■ Description of the task ■
After reading the entries below, copy word for word the lines from the first through the line containing "use crate::errors::ApiError;", and stop there.

■ Data in this exercise ■
:::::
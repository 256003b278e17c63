use axum::{
    extract::{Path, State},
    http::StatusCode,
    response::IntoResponse,
    routing::{get, patch},
    Json, Router,
};
use chrono::NaiveDateTime;
use serde::Deserialize;
use std::sync::Arc;
use validator::Validate;

use crate::errors::ApiError;
use crate::middleware::AuthUser;
use crate::models::{Booking, Event, Ticket};
use crate::services::access;
use crate::AppState;

pub fn routes() -> Router<Arc<AppState>> {
    Router::new()
        .route("/events", get(list_events).post(create_event))
        .route(
            "/events/{id}",
            get(get_event).patch(update_event).delete(delete_event),
        )
        .route("/events/{id}/tickets", get(list_tickets).post(create_ticket))
        .route("/events/{id}/bookings", get(list_event_bookings))
        .route("/tickets/{id}", patch(update_ticket))
}

/* ---------- СОБЫТИЯ ---------- */

// GET /api/events - публичный каталог, отдаём из кеша
async fn list_events(State(state): State<Arc<AppState>>) -> Json<Vec<Event>> {
    Json(state.cache.get_events().await)
}

#[derive(Debug, Deserialize, Validate)]
struct CreateEventRequest {
    #[validate(length(min = 1))]
    title: String,
    #[validate(length(min = 1))]
    venue: String,
    description: Option<String>,
    starts_at: Option<NaiveDateTime>,
}

async fn create_event(
    State(state): State<Arc<AppState>>,
    user: AuthUser,
    Json(req): Json<CreateEventRequest>,
) -> Result<impl IntoResponse, ApiError> {
    req.validate()?;

    let organizer_id = access::organizer_profile_id(&state.db.pool, &user).await?;

    let event: Event = sqlx::query_as(
        "INSERT INTO events (organizer_id, title, venue, description, starts_at)
         VALUES ($1, $2, $3, $4, $5)
         RETURNING *",
    )
    .bind(organizer_id)
    .bind(&req.title)
    .bind(&req.venue)
    .bind(&req.description)
    .bind(req.starts_at)
    .fetch_one(&state.db.pool)
    .await?;

    state.cache.invalidate_events().await;

    Ok((StatusCode::CREATED, Json(event)))
}

async fn get_event(
    State(state): State<Arc<AppState>>,
    Path(event_id): Path<i64>,
) -> Result<Json<Event>, ApiError> {
    let event: Option<Event> = sqlx::query_as("SELECT * FROM events WHERE id = $1")
        .bind(event_id)
        .fetch_optional(&state.db.pool)
        .await?;

    event.map(Json).ok_or(ApiError::NotFound)
}

#[derive(Debug, Deserialize, Validate)]
struct UpdateEventRequest {
    #[validate(length(min = 1))]
    title: Option<String>,
    #[validate(length(min = 1))]
    venue: Option<String>,
    description: Option<String>,
    starts_at: Option<NaiveDateTime>,
}

async fn update_event(
    State(state): State<Arc<AppState>>,
    user: AuthUser,
    Path(event_id): Path<i64>,
    Json(req): Json<UpdateEventRequest>,
) -> Result<impl IntoResponse, ApiError> {
    req.validate()?;

    let organizer_id = access::organizer_profile_id(&state.db.pool, &user).await?;
    // Чужое событие маскируем под NotFound
    access::require_event_owner_masked(&state.db.pool, event_id, organizer_id).await?;

    let mut sets: Vec<String> = vec!["updated_at = NOW()".to_string()];
    let mut bind_idx = 1;
    if req.title.is_some() {
        sets.push(format!("title = ${}", bind_idx));
        bind_idx += 1;
    }
    if req.venue.is_some() {
        sets.push(format!("venue = ${}", bind_idx));
        bind_idx += 1;
    }
    if req.description.is_some() {
        sets.push(format!("description = ${}", bind_idx));
        bind_idx += 1;
    }
    if req.starts_at.is_some() {
        sets.push(format!("starts_at = ${}", bind_idx));
        bind_idx += 1;
    }

    let q = format!(
        "UPDATE events SET {} WHERE id = ${} RETURNING *",
        sets.join(", "),
        bind_idx
    );

    let mut dbq = sqlx::query_as::<_, Event>(&q);
    if let Some(title) = req.title {
        dbq = dbq.bind(title);
    }
    if let Some(venue) = req.venue {
        dbq = dbq.bind(venue);
    }
    if let Some(description) = req.description {
        dbq = dbq.bind(description);
    }
    if let Some(starts_at) = req.starts_at {
        dbq = dbq.bind(starts_at);
    }

    let event = dbq.bind(event_id).fetch_one(&state.db.pool).await?;

    state.cache.invalidate_events().await;

    // Уведомление после коммита, в фоне; его судьба на ответ не влияет
    let notifier = state.notifier.clone();
    tokio::spawn(async move {
        notifier
            .send_event_update(event_id, "Детали события были обновлены")
            .await;
    });

    Ok(Json(event))
}

async fn delete_event(
    State(state): State<Arc<AppState>>,
    user: AuthUser,
    Path(event_id): Path<i64>,
) -> Result<impl IntoResponse, ApiError> {
    let organizer_id = access::organizer_profile_id(&state.db.pool, &user).await?;
    access::require_event_owner_masked(&state.db.pool, event_id, organizer_id).await?;

    // Пулы и брони события уходят каскадом вместе с ним
    sqlx::query("DELETE FROM events WHERE id = $1")
        .bind(event_id)
        .execute(&state.db.pool)
        .await?;

    state.cache.invalidate_events().await;
    state.cache.invalidate_tickets(event_id).await;

    Ok(StatusCode::NO_CONTENT)
}

/* ---------- ПУЛЫ БИЛЕТОВ ---------- */

// GET /api/events/{id}/tickets - публичный список, отдаём из кеша
async fn list_tickets(
    State(state): State<Arc<AppState>>,
    Path(event_id): Path<i64>,
) -> Json<Vec<Ticket>> {
    Json(state.cache.get_tickets(event_id).await)
}

#[derive(Debug, Deserialize, Validate)]
struct CreateTicketRequest {
    #[validate(length(min = 1))]
    ticket_type: String,
    #[validate(range(min = 0.0))]
    price: f64,
    // Начальное значение счётчика = ёмкость пула
    #[validate(range(min = 0))]
    availability: i32,
}

async fn create_ticket(
    State(state): State<Arc<AppState>>,
    user: AuthUser,
    Path(event_id): Path<i64>,
    Json(req): Json<CreateTicketRequest>,
) -> Result<impl IntoResponse, ApiError> {
    req.validate()?;

    let organizer_id = access::organizer_profile_id(&state.db.pool, &user).await?;
    // Путь create: событие уже известно клиенту, отдаём явный Forbidden
    access::require_event_owner(&state.db.pool, event_id, organizer_id).await?;

    let ticket: Ticket = sqlx::query_as(
        "INSERT INTO tickets (event_id, ticket_type, price, availability)
         VALUES ($1, $2, $3, $4)
         RETURNING *",
    )
    .bind(event_id)
    .bind(&req.ticket_type)
    .bind(req.price)
    .bind(req.availability)
    .fetch_one(&state.db.pool)
    .await?;

    state.cache.invalidate_tickets(event_id).await;

    Ok((StatusCode::CREATED, Json(ticket)))
}

#[derive(Debug, Deserialize, Validate)]
struct UpdateTicketRequest {
    #[validate(length(min = 1))]
    ticket_type: Option<String>,
    #[validate(range(min = 0.0))]
    price: Option<f64>,
    // Правка ёмкости организатором; независима от текущих броней
    #[validate(range(min = 0))]
    availability: Option<i32>,
}

async fn update_ticket(
    State(state): State<Arc<AppState>>,
    user: AuthUser,
    Path(ticket_id): Path<i64>,
    Json(req): Json<UpdateTicketRequest>,
) -> Result<impl IntoResponse, ApiError> {
    req.validate()?;

    let organizer_id = access::organizer_profile_id(&state.db.pool, &user).await?;
    let event_id =
        access::require_ticket_owner_masked(&state.db.pool, ticket_id, organizer_id).await?;

    let mut sets: Vec<String> = vec!["updated_at = NOW()".to_string()];
    let mut bind_idx = 1;
    if req.ticket_type.is_some() {
        sets.push(format!("ticket_type = ${}", bind_idx));
        bind_idx += 1;
    }
    if req.price.is_some() {
        sets.push(format!("price = ${}", bind_idx));
        bind_idx += 1;
    }
    if req.availability.is_some() {
        sets.push(format!("availability = ${}", bind_idx));
        bind_idx += 1;
    }

    let q = format!(
        "UPDATE tickets SET {} WHERE id = ${} RETURNING *",
        sets.join(", "),
        bind_idx
    );

    let mut dbq = sqlx::query_as::<_, Ticket>(&q);
    if let Some(ticket_type) = req.ticket_type {
        dbq = dbq.bind(ticket_type);
    }
    if let Some(price) = req.price {
        dbq = dbq.bind(price);
    }
    if let Some(availability) = req.availability {
        dbq = dbq.bind(availability);
    }

    let ticket = dbq.bind(ticket_id).fetch_one(&state.db.pool).await?;

    state.cache.invalidate_tickets(event_id).await;

    Ok(Json(ticket))
}

/* ---------- БРОНИ СОБЫТИЯ ---------- */

// GET /api/events/{id}/bookings - только для организатора события
async fn list_event_bookings(
    State(state): State<Arc<AppState>>,
    user: AuthUser,
    Path(event_id): Path<i64>,
) -> Result<Json<Vec<Booking>>, ApiError> {
    let organizer_id = access::organizer_profile_id(&state.db.pool, &user).await?;
    access::require_event_owner_masked(&state.db.pool, event_id, organizer_id).await?;

    let bookings: Vec<Booking> = sqlx::query_as(
        "SELECT * FROM bookings WHERE event_id = $1 ORDER BY created_at DESC",
    )
    .bind(event_id)
    .fetch_all(&state.db.pool)
    .await?;

    Ok(Json(bookings))
}
pub mod access;
pub mod ledger;
pub mod notify;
:::::
■ Result of this task ■
repository 256003b278e17c63
use axum::{
    extract::{Path, State},
    http::StatusCode,
    response::IntoResponse,
    routing::{get, patch},
    Json, Router,
};
use chrono::NaiveDateTime;
use serde::Deserialize;
use std::sync::Arc;
use validator::Validate;

use crate::errors::ApiError;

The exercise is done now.